Multi-Stage Synergistic Aggregation Network for Remote Sensing Visual Grounding
Fuyan Wang,Chunlei Wu,Jie Wu,Leiquan Wang,Canwei Li
DOI: https://doi.org/10.1109/lgrs.2024.3360473
IF: 5.343
2024-01-01
IEEE Geoscience and Remote Sensing Letters
Abstract:Visual Grounding has a broad application prospect in the field of remote sensing. Current state-of-the-art methods predominantly are based on the transformer architecture, utilizing multi-head self-attention in multi-modal encoders to integrate visual and textual features. However, they typically rely on a single fusion approach, which may limit the model’s capacity to learn intricate correlations between textual semantics and visual information. Moreover, they did not establish a direct dependency between features and bounding box representations, thereby restricting the fusion features to conventional object detection paradigm. Consequently, the interactions between regression results and encoded features are constrained.
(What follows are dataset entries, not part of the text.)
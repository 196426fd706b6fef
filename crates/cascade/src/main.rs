use anyhow::{Context, bail};
use camino::{Utf8Path, Utf8PathBuf};
use cascade_errors::Renderer;
use cascade_parse::Parse;
use cascade_syntax::Dialect;
use clap::{Parser, ValueEnum};
use tracing_subscriber::EnvFilter;

#[global_allocator]
static GLOBAL: mimalloc::MiMalloc = mimalloc::MiMalloc;

#[derive(Parser)]
enum Options {
    /// Reports every problem found in a stylesheet.
    Check {
        path: Utf8PathBuf,
        #[arg(long, value_enum)]
        dialect: Option<DialectArg>,
    },
    /// Prints the syntax tree of a stylesheet.
    Tree {
        path: Utf8PathBuf,
        #[arg(long, value_enum)]
        dialect: Option<DialectArg>,
    },
}

#[derive(Clone, Copy, ValueEnum)]
enum DialectArg {
    Css,
    Less,
    Scss,
}

impl From<DialectArg> for Dialect {
    fn from(arg: DialectArg) -> Self {
        match arg {
            DialectArg::Css => Self::Css,
            DialectArg::Less => Self::Less,
            DialectArg::Scss => Self::Scss,
        }
    }
}

fn parse_file(path: &Utf8Path, dialect: Option<DialectArg>) -> anyhow::Result<(String, Parse)> {
    let text =
        std::fs::read_to_string(path).with_context(|| format!("failed to read `{path}`"))?;
    let dialect = dialect.map_or_else(
        || Dialect::from_extension(path.extension().unwrap_or_default()),
        Dialect::from,
    );
    tracing::info!(%path, ?dialect, "parsing");

    let parse = cascade_parse::parse(&text, dialect);
    Ok((text, parse))
}

fn main() -> anyhow::Result<()> {
    tracing_subscriber::fmt()
        .with_env_filter(EnvFilter::from_default_env())
        .with_writer(std::io::stderr)
        .init();

    match Options::parse() {
        Options::Check { path, dialect } => {
            let (text, parse) = parse_file(&path, dialect)?;
            let renderer = Renderer::styled();
            for problem in parse.problems() {
                eprintln!("{}", problem.render(&renderer, path.as_str(), &text));
            }

            if !parse.problems().is_empty() {
                bail!("found {} problem(s) in `{path}`", parse.problems().len());
            }
            Ok(())
        }
        Options::Tree { path, dialect } => {
            let (_, parse) = parse_file(&path, dialect)?;
            print!("{}", parse.debug_dump());
            Ok(())
        }
    }
}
To address these limitations, a generative paradigm is harnessed to directly generate discrete coordinates sequence in an auto-regressive manner, which explores the interaction between direct regression features and encoded multi-modal features. Meanwhile, a novel multi-stage synergistic aggregation module is proposed to facilitate the acquisition of multi-modal features at multiple scales by effectively aggregating visual and textual contexts, enhancing the overall performance. In this work, we validate our framework on the DIOR-RSVG dataset and conduct a comparative analysis with existing methods, achieving a noteworthy improvement in accuracy. The proposed approach presents a promising direction for advancing visual grounding techniques in the context of remote sensing applications. The related code and weights are available at https://github.com/waynamigo/MSAM.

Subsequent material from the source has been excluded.